Translation and the Bible

The Mission
Problems to solve:
How Can We Quantify the Quality?
Questions to Answer
Bible Translation Software
Low-Resource Machine Translation
Deployable AI
Polyglots: Efficient Language Learners?
Resources
People
Experiments I’d like to try
Leads, TODOs, and unanswered questions

Previously, I discussed why I’m curious about machine learning and Bible translation. Here, I will be collecting resources I find interesting or relevant. I hope to grow and improve this page over time.

The Mission

The mission is simple: Translate the Bible into every human language. Stretch goal: Using the Bible as a seed for translation algorithms, translate all human knowledge into every language.

Problems to solve:

There’s a variety of problems to solve.

How can we translate into the language of a group with low or zero amounts of data?
How can we field-deploy our solutions in a way that’s actually practical to use?

Bible Translation Quality and Evaluation

The problem of quality is especially important for Bible Translation. How can we ensure that the translation is correct? That the meaning, the internal thoughts and intent of the author, match the translated text? We want the reader to “get” what the author wanted them to get.
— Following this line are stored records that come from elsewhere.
//! Environment variable and config file support for [`RuntimeBuilder`](super::RuntimeBuilder).
//!
//! # Configuration Precedence
//!
//! Settings are resolved in this order (highest priority first):
//!
//! 1. **Programmatic**: values set via builder methods (`streams(4)`)
//! 2. **Environment variables**: values from `VCILOCK_*` env vars
//! 3. **Config file**: values loaded from a TOML file (requires `config-file` feature)
//! 4. **Defaults**: built-in defaults from [`CsConfig::default()`]
//!
//! # Supported Environment Variables
//!
//! | Variable | Type | Maps to |
//! |----------|------|---------|
//! | `VCILOCK_GRANULARITY` | `serial`/`global`/`vci` | `granularity` |
//! | `VCILOCK_NUM_STREAMS` | `usize` | `num_streams` |
//! | `VCILOCK_NUM_VCIS` | `usize` | `num_vcis` |
//! | `VCILOCK_LOCK_FREE` | `bool` | `lock_free` |
//! | `VCILOCK_DEBUG` | `bool` | `debug_enabled` |
//! | `VCILOCK_PRINT_LEVEL` | `u8` | `print_level` |
//! | `VCILOCK_JOURNAL` | `bool` | `journal` |
//! | `VCILOCK_MIGRATION_THRESHOLD` | `u8` | `migration_threshold` |
//! | `VCILOCK_HEAVY_YIELD` | `bool` | `heavy_yield` |
//! | `VCILOCK_THREAD_NAME_PREFIX` | `String` | `thread_name_prefix` |

use crate::config::{CsConfig, Granularity};
use crate::error::ConfigError;

/// Environment variable name for the locking discipline.
pub const ENV_GRANULARITY: &str = "VCILOCK_GRANULARITY";
/// Environment variable name for the execution stream count.
pub const ENV_NUM_STREAMS: &str = "VCILOCK_NUM_STREAMS";
/// Environment variable name for the VCI count.
pub const ENV_NUM_VCIS: &str = "VCILOCK_NUM_VCIS";
/// Environment variable name for the lock-free VCI path toggle.
pub const ENV_LOCK_FREE: &str = "VCILOCK_LOCK_FREE";
/// Environment variable name for the diagnostics overlay toggle.
pub const ENV_DEBUG: &str = "VCILOCK_DEBUG";
/// Environment variable name for the diagnostic print level.
pub const ENV_PRINT_LEVEL: &str = "VCILOCK_PRINT_LEVEL";
/// Environment variable name for the diagnostics journal toggle.
pub const ENV_JOURNAL: &str = "VCILOCK_JOURNAL";
/// Environment variable name for the migration threshold.
pub const ENV_MIGRATION_THRESHOLD: &str = "VCILOCK_MIGRATION_THRESHOLD";
/// Environment variable name for heavy yields on the blocking path.
pub const ENV_HEAVY_YIELD: &str = "VCILOCK_HEAVY_YIELD";
/// Environment variable name for the context thread name prefix.
pub const ENV_THREAD_NAME_PREFIX: &str = "VCILOCK_THREAD_NAME_PREFIX";

/// Apply environment variable overrides to a [`CsConfig`].
///
/// Only variables that are set in the environment are applied.
/// Returns an error if a variable is set but contains an unparseable value.
pub fn apply_env_overrides(config: &mut CsConfig) -> Result<(), ConfigError> {
    if let Some(val) = read_env(ENV_GRANULARITY) {
        config.granularity = Granularity::parse(&val).ok_or_else(|| {
            ConfigError::invalid(
                ENV_GRANULARITY,
                format!("expected serial/global/vci, got {val:?}"),
            )
        })?;
    }
    if let Some(val) = read_env(ENV_NUM_STREAMS) {
        config.num_streams = parse_usize(ENV_NUM_STREAMS, &val)?;
    }
    if let Some(val) = read_env(ENV_NUM_VCIS) {
        config.num_vcis = parse_usize(ENV_NUM_VCIS, &val)?;
    }
    if let Some(val) = read_env(ENV_LOCK_FREE) {
        config.lock_free = parse_bool(ENV_LOCK_FREE, &val)?;
    }
    if let Some(val) = read_env(ENV_DEBUG) {
        config.debug_enabled = parse_bool(ENV_DEBUG, &val)?;
    }
    if let Some(val) = read_env(ENV_PRINT_LEVEL) {
        config.print_level = parse_u8(ENV_PRINT_LEVEL, &val)?;
    }
    if let Some(val) = read_env(ENV_JOURNAL) {
        config.journal = parse_bool(ENV_JOURNAL, &val)?;
    }
    if let Some(val) = read_env(ENV_MIGRATION_THRESHOLD) {
        config.migration_threshold = parse_u8(ENV_MIGRATION_THRESHOLD, &val)?;
    }
    if let Some(val) = read_env(ENV_HEAVY_YIELD) {
        config.heavy_yield = parse_bool(ENV_HEAVY_YIELD, &val)?;
    }
    if let Some(val) = read_env(ENV_THREAD_NAME_PREFIX) {
        config.thread_name_prefix = val;
    }
    Ok(())
}

/// Read an environment variable, returning `None` if unset.
fn read_env(name: &str) -> Option<String> {
    std::env::var(name).ok()
}

fn parse_usize(var_name: &str, val: &str) -> Result<usize, ConfigError> {
    val.trim().parse::<usize>().map_err(|e| {
        ConfigError::invalid(
            var_name,
            format!("expected unsigned integer, got {val:?} ({e})"),
        )
    })
}

fn parse_u8(var_name: &str, val: &str) -> Result<u8, ConfigError> {
    val.trim()
        .parse::<u8>()
        .map_err(|e| ConfigError::invalid(var_name, format!("expected u8, got {val:?} ({e})")))
}

fn parse_bool(var_name: &str, val: &str) -> Result<bool, ConfigError> {
    match val.trim().to_lowercase().as_str() {
        "true" | "1" | "yes" | "on" => Ok(true),
        "false" | "0" | "no" | "off" => Ok(false),
        _ => Err(ConfigError::invalid(
            var_name,
            format!("expected bool (true/false/1/0/yes/no), got {val:?}"),
        )),
    }
}

// =========================================================================
// TOML config file support (feature-gated)
// =========================================================================

/// TOML-deserializable configuration.
///
/// ```toml
/// [runtime]
/// granularity = "vci"
/// num_streams = 4
/// num_vcis = 8
/// lock_free = true
/// heavy_yield = false
/// thread_name_prefix = "myapp-ctx"
///
/// [diagnostics]
/// debug = true
/// print_level = 1
/// journal = false
///
/// [migration]
/// threshold = 5
/// ```
#[cfg(feature = "config-file")]
#[derive(serde::Deserialize, Default, Debug)]
pub struct CsTomlConfig {
    /// Runtime layout settings.
    #[serde(default)]
    pub runtime: RuntimeToml,
    /// Diagnostics overlay settings.
    #[serde(default)]
    pub diagnostics: DiagnosticsToml,
    /// Migration policy settings.
    #[serde(default)]
    pub migration: MigrationToml,
}

/// Runtime section of the TOML config.
#[cfg(feature = "config-file")]
#[derive(serde::Deserialize, Default, Debug)]
pub struct RuntimeToml {
    /// Discipline name.
    pub granularity: Option<String>,
    /// Number of execution streams.
    pub num_streams: Option<usize>,
    /// Number of VCIs.
    pub num_vcis: Option<usize>,
    /// Lock-free VCI path toggle.
    pub lock_free: Option<bool>,
    /// Heavy yields on the blocking path.
    pub heavy_yield: Option<bool>,
    /// Context thread name prefix.
    pub thread_name_prefix: Option<String>,
}

/// Diagnostics section of the TOML config.
#[cfg(feature = "config-file")]
#[derive(serde::Deserialize, Default, Debug)]
pub struct DiagnosticsToml {
    /// Overlay toggle.
    pub debug: Option<bool>,
    /// Print level.
    pub print_level: Option<u8>,
    /// Journal toggle.
    pub journal: Option<bool>,
}

/// Migration section of the TOML config.
#[cfg(feature = "config-file")]
#[derive(serde::Deserialize, Default, Debug)]
pub struct MigrationToml {
    /// Matching history slots needed to migrate.
    pub threshold: Option<u8>,
}

/// Apply a parsed TOML config to a [`CsConfig`].
///
/// Only fields that are `Some` in the TOML struct override the config.
#[cfg(feature = "config-file")]
pub fn apply_toml_config(config: &mut CsConfig, toml: &CsTomlConfig) -> Result<(), ConfigError> {
    if let Some(ref v) = toml.runtime.granularity {
        config.granularity = Granularity::parse(v).ok_or_else(|| {
            ConfigError::invalid("runtime.granularity", format!("unknown discipline {v:?}"))
        })?;
    }
    if let Some(v) = toml.runtime.num_streams {
        config.num_streams = v;
    }
    if let Some(v) = toml.runtime.num_vcis {
        config.num_vcis = v;
    }
    if let Some(v) = toml.runtime.lock_free {
        config.lock_free = v;
    }
    if let Some(v) = toml.runtime.heavy_yield {
        config.heavy_yield = v;
    }
    if let Some(ref v) = toml.runtime.thread_name_prefix {
        config.thread_name_prefix.clone_from(v);
    }
    if let Some(v) = toml.diagnostics.debug {
        config.debug_enabled = v;
    }
    if let Some(v) = toml.diagnostics.print_level {
        config.print_level = v;
    }
    if let Some(v) = toml.diagnostics.journal {
        config.journal = v;
    }
    if let Some(v) = toml.migration.threshold {
        config.migration_threshold = v;
    }
    Ok(())
}

/// Parse a TOML string into a [`CsTomlConfig`].
#[cfg(feature = "config-file")]
pub fn parse_toml_str(toml_str: &str) -> Result<CsTomlConfig, ConfigError> {
    toml::from_str(toml_str).map_err(|e| ConfigError::File {
        path: "<string>".to_string(),
        reason: e.to_string(),
    })
}

/// Read and parse a TOML file into a [`CsTomlConfig`].
#[cfg(feature = "config-file")]
pub fn parse_toml_file(path: &std::path::Path) -> Result<CsTomlConfig, ConfigError> {
    let content = std::fs::read_to_string(path).map_err(|e| ConfigError::File {
        path: path.display().to_string(),
        reason: e.to_string(),
    })?;
    toml::from_str(&content).map_err(|e| ConfigError::File {
        path: path.display().to_string(),
        reason: e.to_string(),
    })
}

#[cfg(test)]
mod tests {
    use super::*;

    const ALL_VARS: &[&str] = &[
        ENV_GRANULARITY,
        ENV_NUM_STREAMS,
        ENV_NUM_VCIS,
        ENV_LOCK_FREE,
        ENV_DEBUG,
        ENV_PRINT_LEVEL,
        ENV_JOURNAL,
        ENV_MIGRATION_THRESHOLD,
        ENV_HEAVY_YIELD,
        ENV_THREAD_NAME_PREFIX,
    ];

    fn with_envs<F, R>(vars: &[(&str, &str)], f: F) -> R
    where
        F: FnOnce() -> R,
    {
        let _guard = crate::test_utils::env_lock();
        for var in ALL_VARS {
            std::env::remove_var(var);
        }
        for (k, v) in vars {
            std::env::set_var(k, v);
        }
        let result = f();
        for (k, _) in vars {
            std::env::remove_var(k);
        }
        result
    }

    #[test]
    fn parse_usize_valid() {
        assert_eq!(super::parse_usize("TEST", "42").unwrap(), 42);
        assert_eq!(super::parse_usize("TEST", " 100 ").unwrap(), 100);
    }

    #[test]
    fn parse_usize_invalid() {
        assert!(super::parse_usize("TEST", "abc").is_err());
        assert!(super::parse_usize("TEST", "-1").is_err());
        assert!(super::parse_usize("TEST", "").is_err());
    }

    #[test]
    fn parse_u8_rejects_overflow() {
        assert_eq!(super::parse_u8("TEST", "3").unwrap(), 3);
        assert!(super::parse_u8("TEST", "256").is_err());
    }

    #[test]
    fn parse_bool_variants() {
        for val in &["true", "1", "yes", "on", "TRUE", "On"] {
            assert!(super::parse_bool("TEST", val).unwrap(), "expected true for {val}");
        }
        for val in &["false", "0", "no", "off", "OFF"] {
            assert!(!super::parse_bool("TEST", val).unwrap(), "expected false for {val}");
        }
        assert!(super::parse_bool("TEST", "maybe").is_err());
    }

    #[test]
    fn no_env_leaves_defaults() {
        with_envs(&[], || {
            let mut config = CsConfig::default();
            let before = config.clone();
            apply_env_overrides(&mut config).unwrap();
            assert_eq!(config, before);
        });
    }

    #[test]
    fn env_overrides_layout_and_diagnostics() {
        with_envs(
            &[
                (ENV_GRANULARITY, "global"),
                (ENV_NUM_STREAMS, "3"),
                (ENV_NUM_VCIS, "6"),
                (ENV_LOCK_FREE, "off"),
                (ENV_DEBUG, "1"),
                (ENV_PRINT_LEVEL, "2"),
                (ENV_JOURNAL, "yes"),
                (ENV_MIGRATION_THRESHOLD, "7"),
                (ENV_HEAVY_YIELD, "true"),
                (ENV_THREAD_NAME_PREFIX, "bench-ctx"),
            ],
            || {
                let mut config = CsConfig::default();
                apply_env_overrides(&mut config).unwrap();
                assert_eq!(config.granularity, Granularity::Global);
                assert_eq!(config.num_streams, 3);
                assert_eq!(config.num_vcis, 6);
                assert!(!config.lock_free);
                assert!(config.debug_enabled);
                assert_eq!(config.print_level, 2);
                assert!(config.journal);
                assert_eq!(config.migration_threshold, 7);
                assert!(config.heavy_yield);
                assert_eq!(config.thread_name_prefix, "bench-ctx");
            },
        );
    }

    #[test]
    fn env_invalid_value_is_reported() {
        with_envs(&[(ENV_NUM_VCIS, "lots")], || {
            let mut config = CsConfig::default();
            let err = apply_env_overrides(&mut config).unwrap_err();
            assert!(err.to_string().contains(ENV_NUM_VCIS), "{err}");
        });
        with_envs(&[(ENV_GRANULARITY, "pobj")], || {
            let mut config = CsConfig::default();
            assert!(apply_env_overrides(&mut config).is_err());
        });
    }

    #[cfg(feature = "config-file")]
    #[test]
    fn toml_sections_apply() {
        let parsed = parse_toml_str(
            r#"
            [runtime]
            granularity = "vci"
            num_streams = 2
            num_vcis = 4

            [diagnostics]
            debug = true
            print_level = 3

            [migration]
            threshold = 6
            "#,
        )
        .unwrap();
        let mut config = CsConfig::default();
        apply_toml_config(&mut config, &parsed).unwrap();
        assert_eq!(config.num_streams, 2);
        assert_eq!(config.num_vcis, 4);
        assert!(config.debug_enabled);
        assert_eq!(config.print_level, 3);
        assert_eq!(config.migration_threshold, 6);
    }

    #[cfg(feature = "config-file")]
    #[test]
    fn toml_parse_error_is_reported() {
        assert!(matches!(
            parse_toml_str("[runtime\nnum_streams = 2"),
            Err(ConfigError::File { .. })
        ));
    }
}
Biblical scholars train for years, and often go through many rounds of revision and editing and consultation, to ensure that their translations meet high standards of quality.
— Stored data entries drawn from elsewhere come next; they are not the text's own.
//! Error types and error handling strategy for vcilock.
//!
//! Two classes exist:
//!
//! - **Recoverable**: [`ConfigError`], returned while building a runtime from
//!   builder values, environment variables, or a config file.
//! - **Fatal**: [`Invariant`] violations. These are programming errors in a
//!   caller of the critical-section protocol (double release, illegal
//!   re-entry, destroying a held mutex). They are never returned; [`fatal`]
//!   logs them and panics.
//!
//! Protocol operations therefore have no `Result` in their signatures: every
//! Enter/Exit/Yield either completes or aborts.

use core::fmt;

use thiserror::Error;

use crate::tracing_compat::error;
use crate::types::{ContextId, MutexId, StreamId};

/// Errors raised while validating or loading configuration.
#[derive(Debug, Clone, PartialEq, Eq, Error)]
pub enum ConfigError {
    /// A numeric or boolean value could not be parsed.
    #[error("invalid value for {field}: {reason}")]
    InvalidValue {
        /// Setting name (env variable or builder field).
        field: String,
        /// What was wrong with it.
        reason: String,
    },
    /// A runtime needs at least one execution stream.
    #[error("at least one execution stream is required")]
    NoStreams,
    /// More VCIs requested than a mask can represent.
    #[error("{requested} VCIs requested, at most {max} are supported")]
    TooManyVcis {
        /// Requested VCI count.
        requested: usize,
        /// Supported maximum.
        max: usize,
    },
    /// Explicit masks were given for a different number of streams.
    #[error("{masks} stream masks given for {streams} streams")]
    MaskCountMismatch {
        /// Number of masks supplied.
        masks: usize,
        /// Number of configured streams.
        streams: usize,
    },
    /// No stream handles this VCI.
    #[error("vci {vci} is not owned by any execution stream")]
    UnownedVci {
        /// The orphaned VCI.
        vci: usize,
    },
    /// Two streams claim the same VCI.
    #[error("vci {vci} is claimed by both {first} and {second}")]
    SharedVci {
        /// The contested VCI.
        vci: usize,
        /// First claimant.
        first: StreamId,
        /// Second claimant.
        second: StreamId,
    },
    /// A config file could not be read or parsed.
    #[error("config file {path}: {reason}")]
    File {
        /// File path.
        path: String,
        /// Read or parse failure.
        reason: String,
    },
}

impl ConfigError {
    /// Shorthand for [`ConfigError::InvalidValue`].
    pub fn invalid(field: impl Into<String>, reason: impl Into<String>) -> Self {
        Self::InvalidValue {
            field: field.into(),
            reason: reason.into(),
        }
    }
}

/// Correctness invariants of the critical-section protocol.
#[derive(Debug, Clone, Copy, PartialEq, Eq)]
pub enum Invariant {
    /// The owner re-entered without asking for recursion.
    RecursiveEntry {
        /// Offending mutex.
        mutex: &'static str,
        /// Re-entering context.
        context: ContextId,
    },
    /// Exit on a mutex whose reentrancy count is already zero.
    ReleaseUnheld {
        /// Offending mutex.
        mutex: &'static str,
        /// Mutex id used on the failing call.
        id: MutexId,
    },
    /// A mutex was destroyed while held.
    DestroyHeld {
        /// Offending mutex.
        mutex: &'static str,
        /// Reentrancy count at destruction.
        count: u32,
    },
    /// The underlying lock was released while not engaged.
    RawUnlockUnheld,
    /// The caller does not own a mutex it must own.
    NotOwner {
        /// Offending mutex.
        mutex: &'static str,
        /// Calling context.
        context: ContextId,
    },
    /// Yield on a recursively held lock-free section.
    RecursiveYield {
        /// Offending mutex.
        mutex: &'static str,
        /// Reentrancy count at the yield.
        count: u32,
    },
    /// The lock-free path was taken on a stream that does not own the VCI.
    UnauthorizedFastPath {
        /// Offending mutex.
        mutex: &'static str,
        /// VCI-bound id.
        id: MutexId,
        /// Stream the context was running on.
        stream: StreamId,
    },
    /// A mutex id maps to no execution stream.
    UnknownStream {
        /// Offending id.
        id: MutexId,
    },
}

impl fmt::Display for Invariant {
    fn fmt(&self, f: &mut fmt::Formatter<'_>) -> fmt::Result {
        match self {
            Self::RecursiveEntry { mutex, context } => write!(
                f,
                "recursive entry without recursive flag: {context} already owns {mutex}"
            ),
            Self::ReleaseUnheld { mutex, id } => {
                write!(f, "release of unheld mutex {mutex} ({id})")
            }
            Self::DestroyHeld { mutex, count } => {
                write!(f, "destroy of held mutex {mutex} (count {count})")
            }
            Self::RawUnlockUnheld => write!(f, "unlock of a raw lock that is not locked"),
            Self::NotOwner { mutex, context } => {
                write!(f, "{context} is not the owner of {mutex}")
            }
            Self::RecursiveYield { mutex, count } => {
                write!(f, "yield of recursively held mutex {mutex} (count {count})")
            }
            Self::UnauthorizedFastPath { mutex, id, stream } => write!(
                f,
                "lock-free access to {mutex} ({id}) from {stream}, which does not own it"
            ),
            Self::UnknownStream { id } => write!(f, "no execution stream handles {id}"),
        }
    }
}

/// Reports a violated invariant and aborts the current context.
#[cold]
#[track_caller]
pub fn fatal(invariant: Invariant) -> ! {
    let location = core::panic::Location::caller();
    error!(
        file = location.file(),
        line = location.line(),
        "invariant violated: {invariant}"
    );
    panic!("invariant violated: {invariant}");
}
//! Per-context acquisition history.
//!
//! Each context remembers the last [`HISTORY_LEN`] VCI mutex ids it asked
//! for. When a context keeps coming back to the same VCI, it is cheaper to
//! move it to that VCI's stream for good than to offload it every time.

use crate::types::MutexId;

/// Number of remembered acquisitions.
pub const HISTORY_LEN: usize = 8;

/// Fixed ring of the most recent VCI acquisitions.
#[derive(Debug, Clone, Copy, Default, PartialEq, Eq)]
pub struct VciHistory {
    slots: [Option<MutexId>; HISTORY_LEN],
    head: usize,
}

impl VciHistory {
    /// Creates an empty history.
    #[must_use]
    pub const fn new() -> Self {
        Self {
            slots: [None; HISTORY_LEN],
            head: 0,
        }
    }

    /// Records an acquisition, evicting the oldest entry.
    pub fn record(&mut self, id: MutexId) {
        self.slots[self.head] = Some(id);
        self.head = (self.head + 1) % HISTORY_LEN;
    }

    /// Number of slots equal to `id`.
    #[must_use]
    pub fn count(&self, id: MutexId) -> usize {
        self.slots.iter().filter(|slot| **slot == Some(id)).count()
    }

    /// True if at least `threshold` of the remembered acquisitions were `id`.
    #[must_use]
    pub fn should_migrate(&self, id: MutexId, threshold: u8) -> bool {
        self.count(id) >= usize::from(threshold)
    }

    /// Records `id`, then decides whether to migrate (the new entry counts).
    pub fn record_and_decide(&mut self, id: MutexId, threshold: u8) -> bool {
        self.record(id);
        self.should_migrate(id, threshold)
    }

    /// Iterates over the remembered ids, most recent first.
    pub fn recent(&self) -> impl Iterator<Item = MutexId> + '_ {
        (1..=HISTORY_LEN)
            .map(move |back| self.slots[(self.head + HISTORY_LEN - back) % HISTORY_LEN])
            .map_while(|slot| slot)
    }

    /// Forgets every entry.
    pub fn clear(&mut self) {
        *self = Self::new();
    }
}
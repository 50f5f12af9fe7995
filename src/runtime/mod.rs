//! Execution streams, contexts, and the runtime that ties them together.
//!
//! # Execution model
//!
//! A [`Runtime`] owns a fixed set of [`ExecutionStream`]s. Each stream is a
//! cooperative worker that runs at most one [`ExecContext`] at a time;
//! other contexts associated with it wait in its FIFO pool. Each stream
//! handles a set of VCIs exclusively (its [`VciMask`](crate::types::VciMask)),
//! and the [`ChannelMap`] records which stream that is for every VCI.
//!
//! Contexts are created with [`Runtime::attach`] (binds the calling thread)
//! or [`Runtime::spawn`] (starts a named thread). A context suspends only at
//! the protocol's scheduling points: moving to another stream, yielding the
//! stream, or waiting on a blocking-path lock.

pub mod builder;
mod channel_map;
mod context;
pub mod env_config;
mod parker;
mod stream;

pub use builder::{Runtime, RuntimeBuilder};
pub use channel_map::ChannelMap;
pub use context::ExecContext;
pub use stream::ExecutionStream;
For example, they often cute the CANAC acronym: translations must be

Clear
Accurate
Natural
Authoritative
Consistent (in translation of terminology)
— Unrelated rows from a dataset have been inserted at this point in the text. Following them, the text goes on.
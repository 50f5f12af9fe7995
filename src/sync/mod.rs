//! Lock primitives underneath the critical-section protocol.
//!
//! # Primitives
//!
//! - [`RawLock`]: exclusive lock with explicit lock/unlock (no guard)
//! - [`VciMutex`]: recursive mutex: raw lock + owner identity + reentrancy count
//! - [`VciCondvar`]: condition variable that preserves owner/count across a wait
//! - [`MutexTable`]: the well-known GLOBAL-class mutexes plus one mutex per VCI
//!
//! The raw lock is only engaged on the blocking path. On the lock-free VCI
//! path a [`VciMutex`] is held *logically*: owner and count are set while the
//! raw lock stays free, and exclusion comes from the owning execution stream
//! running one context at a time.

mod condvar;
mod mutex;
mod raw;
mod table;

pub use condvar::VciCondvar;
pub use mutex::VciMutex;
pub use raw::RawLock;
pub use table::{ids, MutexTable};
Purely automated methods are nowhere near this level, even for high resource languages! For now, it seems more realistic to use translation technology to assist and support human translators.

How Can We Quantify the Quality?

We know we want translations to be high quality, but how can we measure that? There isn’t an automated CANAC score! How can we measure the quality of our translation numerically, so that we can improve it? It turns out this is a hot area of research in the NLP field. A few examples:

Tangled up in BLEU: Reevaluating the Evaluation of Automatic Machine Translation Evaluation Metrics discusses the problem, and suggests some alternative metrics.
Seven recommendations for machine translation evaluation talks about methodology for translation metrics and human evaluation.
Participatory Research for Low-resourced Machine Translation: A Case Study in African Languages finds that, especially for low resource languages, human evaluation is very important. It seems the existing metrics don’t quite cut it!

There seems to be a great need for ways to capture and quantify the degree where the source meaning actually matches the translation.

Questions to Answer

Currently, the main questions I’d like to answer are:

Bible Translation Software: What’s the current state of Bible Translation software, and how can it be improved most practically?
Low-Resource MT: How can we get better quality translations with very little starting data?
Deployable AI: Our likely users might be on an old laptop in a jungle. How can we make this tech usable for them?
Polyglots: Efficient Language Learners: Some people can learn many languages in a short amount of time with little data. Can we use their techniques to improve ours?
Resources: What code, data, etc. are currently available that we can start playing with?
People: Who else is working in this field? Would they like to join forces?

Subproblems that have showed up in the literature:

The Hubness Problem

To put it simply, sometimes in really high-dimensional space, everything is nearest neighbors to certain “hubs”. Because of this “hubness problem”, you cannot so easily just calculate a word embedding in one language and simply find the nearest neighbor in another language.

For example, this comes up in Bilingual Lexicon Induction through Unsupervised Machine Translation by Artetxe et al, where they attempt to tackle it.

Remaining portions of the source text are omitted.